# [Work instruction]
All of the data that follows should be retyped exactly as it appears.

====== Material shown

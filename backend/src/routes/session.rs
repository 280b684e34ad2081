use std::sync::Arc;

use axum::{
    extract::Path,
    http::StatusCode,
    response::{IntoResponse, Response},
    Extension, Json,
};
use schemars::JsonSchema;
use serde::{Deserialize, Serialize};
use serde_json::Value;
use uuid::Uuid;
use validator::Validate;

use crate::{
    cache::{CorrelationCache, CorrelationEntry, SESSION_TTL_SECS},
    provider::VerificationApi,
    routes::validators::{validate_phone_number, validate_user_id},
    types::{AppError, ValidatedJson},
};
use kyc_storage::user::{KycStatus, NewUser, UserStorage};

/// Total session-creation attempts a user gets: the first one plus two
/// retries. The bound is enforced atomically by the store.
pub const MAX_VERIFICATION_ATTEMPTS: u32 = 3;

#[derive(Debug, Deserialize, Serialize, JsonSchema, Validate)]
#[serde(rename_all = "camelCase")]
pub struct CreateSessionRequest {
    /// Internal user id, carried to the provider as `vendor_data`
    #[validate(custom(function = "validate_user_id"))]
    pub user_id: String,
    /// Pre-filled contact details for the verification flow
    #[validate(nested)]
    pub contact_details: Option<ContactDetails>,
    /// Expected document holder details, passed through to the provider
    pub expected_details: Option<Value>,
    /// Free-form metadata echoed back in webhooks
    pub metadata: Option<Value>,
}

#[derive(Debug, Deserialize, Serialize, JsonSchema, Validate)]
#[serde(rename_all = "camelCase")]
pub struct ContactDetails {
    #[validate(email)]
    pub email: Option<String>,
    #[validate(custom(function = "validate_phone_number"))]
    pub phone_number: Option<String>,
}

#[derive(Debug, Serialize, JsonSchema)]
pub struct CreateSessionResponse {
    /// Provider session id, absent on the already-verified short-circuit
    #[serde(skip_serializing_if = "Option::is_none")]
    pub session_id: Option<String>,
    #[serde(skip_serializing_if = "Option::is_none")]
    pub session_token: Option<String>,
    /// Hosted verification URL the end user is sent to
    #[serde(skip_serializing_if = "Option::is_none")]
    pub verification_url: Option<String>,
    /// Provider session status, or the local terminal status
    pub status: String,
    /// Lifetime of the correlation entry in seconds
    #[serde(skip_serializing_if = "Option::is_none")]
    pub expires_in: Option<u64>,
    #[serde(rename = "retriesUsed")]
    pub retries_used: u32,
    #[serde(rename = "retriesRemaining")]
    pub retries_remaining: u32,
    #[serde(skip_serializing_if = "Option::is_none")]
    pub message: Option<String>,
}

/// Creates a verification session for a user.
///
/// The user row is created lazily on first contact. A user whose status is
/// already terminal gets a non-error short-circuit and no provider call; a
/// user at the retry bound gets a 429. The attempt slot is consumed with an
/// atomic conditional increment before the provider is called, so two
/// concurrent requests cannot both squeeze past the bound.
///
/// # Errors
///
/// - `429 retries_exceeded` - The retry bound is reached
/// - `400/401/404/429/502` - Mapped provider failures
/// - `503 database_error` - Storage unavailable
pub async fn create_session(
    Extension(user_storage): Extension<Arc<UserStorage>>,
    Extension(correlation_cache): Extension<Option<Arc<CorrelationCache>>>,
    Extension(provider): Extension<Arc<dyn VerificationApi>>,
    ValidatedJson(request): ValidatedJson<CreateSessionRequest>,
) -> Result<Response, AppError> {
    let (email, phone_number) = request.contact_details.as_ref().map_or((None, None), |c| {
        (c.email.clone(), c.phone_number.clone())
    });

    let user = user_storage
        .get_or_create(NewUser {
            user_id: request.user_id.clone(),
            email,
            phone_number,
        })
        .await?;

    if user.kyc_status == KycStatus::Verified {
        let response = CreateSessionResponse {
            session_id: None,
            session_token: None,
            verification_url: None,
            status: KycStatus::Verified.to_string(),
            expires_in: None,
            retries_used: user.verification_retries,
            retries_remaining: MAX_VERIFICATION_ATTEMPTS
                .saturating_sub(user.verification_retries),
            message: Some("User has already completed verification".to_string()),
        };
        return Ok(Json(response).into_response());
    }

    if user.verification_retries >= MAX_VERIFICATION_ATTEMPTS {
        return Err(AppError::new(
            StatusCode::TOO_MANY_REQUESTS,
            "retries_exceeded",
            "Maximum verification attempts reached",
            false,
        ));
    }

    // Consume the attempt slot first; the conditional update is what
    // actually enforces the bound under concurrency
    let retries_used = user_storage
        .record_verification_attempt(&request.user_id, MAX_VERIFICATION_ATTEMPTS)
        .await?;

    let contact_details = request
        .contact_details
        .as_ref()
        .map(|contact| serde_json::to_value(contact))
        .transpose()
        .map_err(|_| {
            AppError::new(
                StatusCode::INTERNAL_SERVER_ERROR,
                "internal_error",
                "Internal server error",
                false,
            )
        })?;

    let session = provider
        .create_session(
            &request.user_id,
            contact_details,
            request.expected_details,
            request.metadata,
        )
        .await?;

    // Best-effort: the webhook can always correlate through vendor_data
    if let Some(cache) = correlation_cache {
        let entry = CorrelationEntry::new(request.user_id.clone(), Uuid::new_v4().to_string());
        if let Err(e) = cache.store_session(&session.session_id, &entry).await {
            tracing::warn!(
                session_id = %session.session_id,
                "Failed to cache session correlation: {e}"
            );
        }
    }

    let response = CreateSessionResponse {
        session_id: Some(session.session_id),
        session_token: session.session_token,
        verification_url: Some(session.url),
        status: session.status,
        expires_in: Some(SESSION_TTL_SECS),
        retries_used,
        retries_remaining: MAX_VERIFICATION_ATTEMPTS.saturating_sub(retries_used),
        message: None,
    };

    Ok((StatusCode::CREATED, Json(response)).into_response())
}

/// Returns the provider's session object verbatim
///
/// # Errors
///
/// - `404 not_found` - The provider does not know the session
/// - `400/401/429/502` - Other mapped provider failures
pub async fn get_session(
    Extension(provider): Extension<Arc<dyn VerificationApi>>,
    Path(session_id): Path<String>,
) -> Result<Json<Value>, AppError> {
    let session = provider.retrieve_session(&session_id).await?;
    Ok(Json(session))
}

============

# [Response area]
filename backend/src/routes/session.rs
repository 280b684e34ad2081
use std::sync::Arc;

use axum::{
    extract::Path,
    http::StatusCode,
    response::{IntoResponse, Response},
    Extension, Json,
};
use schemars::JsonSchema;
use serde::{Deserialize, Serialize};
use serde_json::Value;
use uuid::Uuid;
use validator::Validate;

use crate::{
    cache::{CorrelationCache, CorrelationEntry, SESSION_TTL_SECS},
    provider::VerificationApi,
    routes::validators::{validate_phone_number, validate_user_id},
    types::{AppError, ValidatedJson},
};
use kyc_storage::user::{KycStatus, NewUser, UserStorage};

/// Total session-creation attempts a user gets: the first one plus two
/// retries. The bound is enforced atomically by the store.
pub const MAX_VERIFICATION_ATTEMPTS: u32 = 3;

#[derive(Debug, Deserialize, Serialize, JsonSchema, Validate)]
#[serde(rename_all = "camelCase")]
pub struct CreateSessionRequest {
    /// Internal user id, carried to the provider as `vendor_data`
    #[validate(custom(function = "validate_user_id"))]
    pub user_id: String,
    /// Pre-filled contact details for the verification flow
    #[validate(nested)]
    pub contact_details: Option<ContactDetails>,
    /// Expected document holder details, passed through to the provider
    pub expected_details: Option<Value>,
    /// Free-form metadata echoed back in webhooks
    pub metadata: Option<Value>,
}

#[derive(Debug, Deserialize, Serialize, JsonSchema, Validate)]
#[serde(rename_all = "camelCase")]
pub struct ContactDetails {
    #[validate(email)]
    pub email: Option<String>,
    #[validate(custom(function = "validate_phone_number"))]
    pub phone_number: Option<String>,
}

#[derive(Debug, Serialize, JsonSchema)]
pub struct CreateSessionResponse {
    /// Provider session id, absent on the already-verified short-circuit
    #[serde(skip_serializing_if = "Option::is_none")]
    pub session_id: Option<String>,
    #[serde(skip_serializing_if = "Option::is_none")]
    pub session_token: Option<String>,
    /// Hosted verification URL the end user is sent to
    #[serde(skip_serializing_if = "Option::is_none")]
    pub verification_url: Option<String>,
    /// Provider session status, or the local terminal status
    pub status: String,
    /// Lifetime of the correlation entry in seconds
    #[serde(skip_serializing_if = "Option::is_none")]
    pub expires_in: Option<u64>,
    #[serde(rename = "retriesUsed")]
    pub retries_used: u32,
    #[serde(rename = "retriesRemaining")]
    pub retries_remaining: u32,
    #[serde(skip_serializing_if = "Option::is_none")]
    pub message: Option<String>,
}

/// Creates a verification session for a user.
///
/// The user row is created lazily on first contact. A user whose status is
/// already terminal gets a non-error short-circuit and no provider call; a
/// user at the retry bound gets a 429. The attempt slot is consumed with an
/// atomic conditional increment before the provider is called, so two
/// concurrent requests cannot both squeeze past the bound.
///
/// # Errors
///
/// - `429 retries_exceeded` - The retry bound is reached
/// - `400/401/404/429/502` - Mapped provider failures
/// - `503 database_error` - Storage unavailable
pub async fn create_session(
    Extension(user_storage): Extension<Arc<UserStorage>>,
    Extension(correlation_cache): Extension<Option<Arc<CorrelationCache>>>,
    Extension(provider): Extension<Arc<dyn VerificationApi>>,
    ValidatedJson(request): ValidatedJson<CreateSessionRequest>,
) -> Result<Response, AppError> {
    let (email, phone_number) = request.contact_details.as_ref().map_or((None, None), |c| {
        (c.email.clone(), c.phone_number.clone())
    });

    let user = user_storage
        .get_or_create(NewUser {
            user_id: request.user_id.clone(),
            email,
            phone_number,
        })
        .await?;

    if user.kyc_status == KycStatus::Verified {
        let response = CreateSessionResponse {
            session_id: None,
            session_token: None,
            verification_url: None,
            status: KycStatus::Verified.to_string(),
            expires_in: None,
            retries_used: user.verification_retries,
            retries_remaining: MAX_VERIFICATION_ATTEMPTS
                .saturating_sub(user.verification_retries),
            message: Some("User has already completed verification".to_string()),
        };
        return Ok(Json(response).into_response());
    }

    if user.verification_retries >= MAX_VERIFICATION_ATTEMPTS {
        return Err(AppError::new(
            StatusCode::TOO_MANY_REQUESTS,
            "retries_exceeded",
            "Maximum verification attempts reached",
            false,
        ));
    }

    // Consume the attempt slot first; the conditional update is what
    // actually enforces the bound under concurrency
    let retries_used = user_storage
        .record_verification_attempt(&request.user_id, MAX_VERIFICATION_ATTEMPTS)
        .await?;

    let contact_details = request
        .contact_details
        .as_ref()
        .map(|contact| serde_json::to_value(contact))
        .transpose()
        .map_err(|_| {
            AppError::new(
                StatusCode::INTERNAL_SERVER_ERROR,
                "internal_error",
                "Internal server error",
                false,
            )
        })?;

    let session = provider
        .create_session(
            &request.user_id,
            contact_details,
            request.expected_details,
            request.metadata,
        )
        .await?;

    // Best-effort: the webhook can always correlate through vendor_data
    if let Some(cache) = correlation_cache {
        let entry = CorrelationEntry::new(request.user_id.clone(), Uuid::new_v4().to_string());
        if let Err(e) = cache.store_session(&session.session_id, &entry).await {
            tracing::warn!(
                session_id = %session.session_id,
                "Failed to cache session correlation: {e}"
            );
        }
    }

    let response = CreateSessionResponse {
        session_id: Some(session.session_id),
        session_token: session.session_token,
        verification_url: Some(session.url),
        status: session.status,
        expires_in: Some(SESSION_TTL_SECS),
        retries_used,
        retries_remaining: MAX_VERIFICATION_ATTEMPTS.saturating_sub(retries_used),
        message: None,
    };

    Ok((StatusCode::CREATED, Json(response)).into_response())
}

/// Returns the provider's session object verbatim
///
/// # Errors
///
/// - `404 not_found` - The provider does not know the session
/// - `400/401/429/502` - Other mapped provider failures
pub async fn get_session(
    Extension(provider): Extension<Arc<dyn VerificationApi>>,
    Path(session_id): Path<String>,
) -> Result<Json<Value>, AppError> {
    let session = provider.retrieve_session(&session_id).await?;
    Ok(Json(session))
}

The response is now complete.